January 15, 2018 11:05 am  #5


Re: Where is my courage

I recall being paralyzed also...just maintaining status quo.. Note though that our normal routines and thinking give us some stable ground (even though it is getting shaky). 
My GX kicked things off by filing first but things were so bad I had  my support system.The lawyer was just the last member in my support system.

Kel had some motivating words for me at the time I recall... ie.  Rob, get off your as**... what are you waiting for.  .. But this was all while I described abuse story number 401..

But, I will counter you are not idle...you are gathering strength and fortitude.     No,  don't beat yourself up.. you are not idle.    Have you seen a therapist and doctor/psychiatrist (for antidepressants)?   Reached out to a pastor or priest?      Small steps each day..






 

Last edited by Rob (January 15, 2018 9:37 pm)

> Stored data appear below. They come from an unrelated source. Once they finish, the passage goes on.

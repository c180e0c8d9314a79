//! JSON serializer adapter

use cv_ports::{Serializer, SerializerError};
use serde::de::DeserializeOwned;
use serde::Serialize;

/// JSON byte serializer.
///
/// serde_json keeps full i64/u64 precision and arbitrary nesting; decimal
/// amounts travel as strings by caller convention.
#[derive(Debug, Clone, Copy, Default)]
pub struct JsonSerializer;

impl Serializer for JsonSerializer {
    fn serialize<T: Serialize>(&self, value: &T) -> Result<Vec<u8>, SerializerError> {
        serde_json::to_vec(value).map_err(|e| SerializerError::Serialize {
            message: e.to_string(),
        })
    }

    fn deserialize<T: DeserializeOwned>(&self, bytes: &[u8]) -> Result<T, SerializerError> {
        serde_json::from_slice(bytes).map_err(|e| SerializerError::Deserialize {
            message: e.to_string(),
        })
    }
}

"For we walk by faith, not by sight .."  2Corinthians 5:7
 

January 16, 2018 11:19 am  #6


Re: Where is my courage

I can't even seem to pick up the phone to CALL an attorney. I've gone as far as look online but that is it. I can't ask anyone for a reference as everyone is a business acquaintance and I am afraid to ask. I have no 'girlfriend' I can confide to either. It really sucks! 
I don;t even know if it's best to seek a female or male attorney. 

Last edited by Roo (January 16, 2018 11:30 am)


“And once the storm is over, you won’t remember how you made it through, how you managed to survive. You won’t even be sure, whether the storm is really over. But one thing is certain, when you come out of the storm, you won’t be the same person who walked in. That’s what this storm’s all about.” ~ Haruki Murakami ~
 
     Thread Starter
 

January 16, 2018 12:56 pm  #7


Re: Where is my courage

Roo,
 It took me months to work up the courage to ask anyone about an attorney, and more months to work up the courage to ask for recommendations.  
 When it comes to an attorney, sex isn't important; reputation and competency, along with how you feel when you speak with them, is.  Look for an attorney who specializes in Family Law.  You can google up "how to pick a divorce attorney" to begin.  You can google up "attorney ratings [your state] family law" (one site to visit is the "Super Lawyers" site.